• [Work request]:
State, as a bare number, how many lines below contain "IsoPacket".

• [Available data]:
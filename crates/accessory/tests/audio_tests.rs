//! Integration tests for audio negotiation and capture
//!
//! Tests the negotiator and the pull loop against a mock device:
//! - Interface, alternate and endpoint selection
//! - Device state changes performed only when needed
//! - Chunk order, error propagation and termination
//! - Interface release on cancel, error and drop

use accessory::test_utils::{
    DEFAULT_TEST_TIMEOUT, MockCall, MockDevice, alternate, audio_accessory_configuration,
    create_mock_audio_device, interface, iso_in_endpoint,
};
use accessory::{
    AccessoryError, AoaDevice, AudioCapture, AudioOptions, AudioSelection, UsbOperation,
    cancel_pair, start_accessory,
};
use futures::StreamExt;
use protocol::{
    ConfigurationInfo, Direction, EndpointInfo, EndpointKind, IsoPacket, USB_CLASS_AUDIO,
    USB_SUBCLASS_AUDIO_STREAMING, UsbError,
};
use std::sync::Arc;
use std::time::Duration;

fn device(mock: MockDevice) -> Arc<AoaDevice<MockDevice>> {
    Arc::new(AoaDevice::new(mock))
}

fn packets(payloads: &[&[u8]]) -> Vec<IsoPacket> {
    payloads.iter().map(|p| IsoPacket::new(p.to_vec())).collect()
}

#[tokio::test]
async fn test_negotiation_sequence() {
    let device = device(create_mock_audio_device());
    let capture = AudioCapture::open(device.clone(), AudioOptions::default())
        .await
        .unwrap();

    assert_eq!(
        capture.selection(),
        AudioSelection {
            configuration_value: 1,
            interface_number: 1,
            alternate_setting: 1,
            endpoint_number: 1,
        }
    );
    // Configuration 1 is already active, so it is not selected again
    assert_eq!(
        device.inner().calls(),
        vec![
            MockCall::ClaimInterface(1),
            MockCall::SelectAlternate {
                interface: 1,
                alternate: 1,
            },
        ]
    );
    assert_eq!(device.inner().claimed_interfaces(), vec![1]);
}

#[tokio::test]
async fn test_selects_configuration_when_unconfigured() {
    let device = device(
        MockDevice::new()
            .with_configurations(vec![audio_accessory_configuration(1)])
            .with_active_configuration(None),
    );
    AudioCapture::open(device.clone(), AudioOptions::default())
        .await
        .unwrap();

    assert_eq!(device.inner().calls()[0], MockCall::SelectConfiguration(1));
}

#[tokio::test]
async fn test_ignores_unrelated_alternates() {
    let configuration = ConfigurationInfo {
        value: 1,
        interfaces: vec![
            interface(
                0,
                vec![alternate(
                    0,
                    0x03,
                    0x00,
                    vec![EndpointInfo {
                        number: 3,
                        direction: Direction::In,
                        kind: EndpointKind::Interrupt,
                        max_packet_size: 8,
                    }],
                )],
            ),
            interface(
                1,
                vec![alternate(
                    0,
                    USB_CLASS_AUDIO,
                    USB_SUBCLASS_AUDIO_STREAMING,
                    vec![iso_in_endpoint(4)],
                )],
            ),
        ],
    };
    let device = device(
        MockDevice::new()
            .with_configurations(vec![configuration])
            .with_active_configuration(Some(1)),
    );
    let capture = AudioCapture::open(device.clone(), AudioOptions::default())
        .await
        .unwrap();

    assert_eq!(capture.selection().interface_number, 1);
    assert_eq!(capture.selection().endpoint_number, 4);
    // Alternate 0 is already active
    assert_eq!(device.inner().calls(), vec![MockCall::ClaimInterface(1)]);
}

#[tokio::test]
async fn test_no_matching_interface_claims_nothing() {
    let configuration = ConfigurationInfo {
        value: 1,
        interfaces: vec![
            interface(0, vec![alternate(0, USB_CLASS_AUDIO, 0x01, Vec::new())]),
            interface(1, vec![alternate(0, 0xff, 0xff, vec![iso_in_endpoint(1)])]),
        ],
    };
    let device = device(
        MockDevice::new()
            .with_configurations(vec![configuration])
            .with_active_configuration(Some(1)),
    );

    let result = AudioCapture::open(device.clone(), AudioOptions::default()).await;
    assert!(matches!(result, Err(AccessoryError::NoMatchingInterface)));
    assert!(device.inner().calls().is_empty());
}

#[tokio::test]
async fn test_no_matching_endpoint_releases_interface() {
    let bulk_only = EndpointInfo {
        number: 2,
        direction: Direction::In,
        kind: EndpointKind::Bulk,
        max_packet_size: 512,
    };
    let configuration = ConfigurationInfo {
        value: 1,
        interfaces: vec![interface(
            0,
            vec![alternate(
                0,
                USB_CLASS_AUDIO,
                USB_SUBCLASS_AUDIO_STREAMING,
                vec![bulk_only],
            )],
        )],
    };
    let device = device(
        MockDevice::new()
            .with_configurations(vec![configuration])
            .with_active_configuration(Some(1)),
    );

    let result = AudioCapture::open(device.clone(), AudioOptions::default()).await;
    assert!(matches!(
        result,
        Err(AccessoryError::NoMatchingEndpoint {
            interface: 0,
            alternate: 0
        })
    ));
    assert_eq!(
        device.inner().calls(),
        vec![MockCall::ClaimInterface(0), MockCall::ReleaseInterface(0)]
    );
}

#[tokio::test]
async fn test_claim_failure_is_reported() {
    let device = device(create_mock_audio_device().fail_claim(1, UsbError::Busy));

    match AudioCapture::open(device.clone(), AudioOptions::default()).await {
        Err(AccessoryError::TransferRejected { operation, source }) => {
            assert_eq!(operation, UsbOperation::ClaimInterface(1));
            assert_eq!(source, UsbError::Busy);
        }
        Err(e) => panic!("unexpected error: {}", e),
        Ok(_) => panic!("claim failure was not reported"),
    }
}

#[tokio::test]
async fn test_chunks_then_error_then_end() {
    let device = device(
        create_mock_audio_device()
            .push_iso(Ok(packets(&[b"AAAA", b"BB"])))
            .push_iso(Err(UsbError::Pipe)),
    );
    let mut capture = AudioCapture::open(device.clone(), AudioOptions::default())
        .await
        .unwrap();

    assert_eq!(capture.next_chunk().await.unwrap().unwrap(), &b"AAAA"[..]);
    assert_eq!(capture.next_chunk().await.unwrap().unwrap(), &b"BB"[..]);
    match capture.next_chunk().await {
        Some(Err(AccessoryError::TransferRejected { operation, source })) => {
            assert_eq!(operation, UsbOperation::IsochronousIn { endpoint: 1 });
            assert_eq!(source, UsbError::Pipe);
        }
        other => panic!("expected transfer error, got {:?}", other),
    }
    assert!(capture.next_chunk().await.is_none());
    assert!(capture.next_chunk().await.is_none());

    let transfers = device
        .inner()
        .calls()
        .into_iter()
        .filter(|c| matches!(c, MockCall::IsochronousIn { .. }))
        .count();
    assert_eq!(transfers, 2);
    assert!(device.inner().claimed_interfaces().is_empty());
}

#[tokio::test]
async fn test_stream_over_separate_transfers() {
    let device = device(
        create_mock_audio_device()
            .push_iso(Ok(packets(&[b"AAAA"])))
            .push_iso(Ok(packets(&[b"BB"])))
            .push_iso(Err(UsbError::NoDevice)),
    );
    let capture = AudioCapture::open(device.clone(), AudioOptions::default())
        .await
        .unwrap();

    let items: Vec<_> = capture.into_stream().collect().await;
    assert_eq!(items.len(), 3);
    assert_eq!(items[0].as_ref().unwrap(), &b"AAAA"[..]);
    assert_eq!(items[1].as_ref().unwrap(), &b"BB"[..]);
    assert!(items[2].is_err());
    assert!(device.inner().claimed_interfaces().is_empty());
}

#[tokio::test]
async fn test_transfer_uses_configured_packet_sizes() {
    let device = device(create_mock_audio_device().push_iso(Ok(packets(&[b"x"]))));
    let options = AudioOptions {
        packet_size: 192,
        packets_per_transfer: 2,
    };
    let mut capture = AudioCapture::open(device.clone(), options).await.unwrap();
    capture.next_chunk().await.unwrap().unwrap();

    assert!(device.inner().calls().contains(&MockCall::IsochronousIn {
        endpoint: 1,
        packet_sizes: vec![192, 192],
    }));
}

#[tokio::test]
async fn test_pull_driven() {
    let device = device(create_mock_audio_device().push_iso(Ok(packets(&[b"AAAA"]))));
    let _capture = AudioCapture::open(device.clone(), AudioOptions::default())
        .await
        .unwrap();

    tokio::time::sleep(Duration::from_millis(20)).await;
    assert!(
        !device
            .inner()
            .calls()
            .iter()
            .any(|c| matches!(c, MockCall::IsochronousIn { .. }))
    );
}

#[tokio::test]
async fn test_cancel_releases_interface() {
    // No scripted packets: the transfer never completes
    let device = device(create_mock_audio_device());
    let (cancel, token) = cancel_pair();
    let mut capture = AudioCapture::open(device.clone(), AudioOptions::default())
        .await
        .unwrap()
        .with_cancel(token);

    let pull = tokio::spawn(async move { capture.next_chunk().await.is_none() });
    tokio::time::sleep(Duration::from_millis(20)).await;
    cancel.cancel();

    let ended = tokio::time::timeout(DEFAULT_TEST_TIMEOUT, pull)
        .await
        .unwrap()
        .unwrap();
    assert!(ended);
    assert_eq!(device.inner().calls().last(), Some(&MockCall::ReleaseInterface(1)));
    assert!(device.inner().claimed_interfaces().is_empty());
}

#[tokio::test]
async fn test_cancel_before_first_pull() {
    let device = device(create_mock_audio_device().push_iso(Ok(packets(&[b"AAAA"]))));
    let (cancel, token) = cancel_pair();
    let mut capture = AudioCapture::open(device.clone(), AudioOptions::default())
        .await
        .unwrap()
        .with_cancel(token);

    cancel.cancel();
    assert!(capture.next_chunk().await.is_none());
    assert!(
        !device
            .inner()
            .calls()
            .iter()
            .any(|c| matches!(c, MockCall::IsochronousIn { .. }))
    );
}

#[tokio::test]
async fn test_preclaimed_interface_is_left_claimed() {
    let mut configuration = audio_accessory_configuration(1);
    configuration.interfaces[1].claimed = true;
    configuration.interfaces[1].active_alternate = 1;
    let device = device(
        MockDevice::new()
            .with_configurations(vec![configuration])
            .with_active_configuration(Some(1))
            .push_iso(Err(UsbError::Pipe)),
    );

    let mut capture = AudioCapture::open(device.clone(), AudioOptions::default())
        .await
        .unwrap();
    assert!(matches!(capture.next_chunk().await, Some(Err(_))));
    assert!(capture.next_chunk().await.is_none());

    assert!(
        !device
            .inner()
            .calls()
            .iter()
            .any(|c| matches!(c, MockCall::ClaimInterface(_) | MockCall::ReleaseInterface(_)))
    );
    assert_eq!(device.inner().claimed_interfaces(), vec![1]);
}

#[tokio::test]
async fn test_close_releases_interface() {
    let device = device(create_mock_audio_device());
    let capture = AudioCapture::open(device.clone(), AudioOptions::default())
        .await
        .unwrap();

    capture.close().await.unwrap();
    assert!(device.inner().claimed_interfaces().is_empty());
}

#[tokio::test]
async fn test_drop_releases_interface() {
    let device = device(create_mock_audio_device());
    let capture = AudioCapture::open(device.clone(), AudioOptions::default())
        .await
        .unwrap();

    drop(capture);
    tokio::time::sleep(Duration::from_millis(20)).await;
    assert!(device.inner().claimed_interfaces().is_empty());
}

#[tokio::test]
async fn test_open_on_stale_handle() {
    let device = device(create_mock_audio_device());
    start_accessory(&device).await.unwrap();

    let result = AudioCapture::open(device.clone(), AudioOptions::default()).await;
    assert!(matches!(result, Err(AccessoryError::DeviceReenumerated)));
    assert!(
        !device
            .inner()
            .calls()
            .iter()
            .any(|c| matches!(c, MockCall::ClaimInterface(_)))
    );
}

• [Answer for this exercise]:
3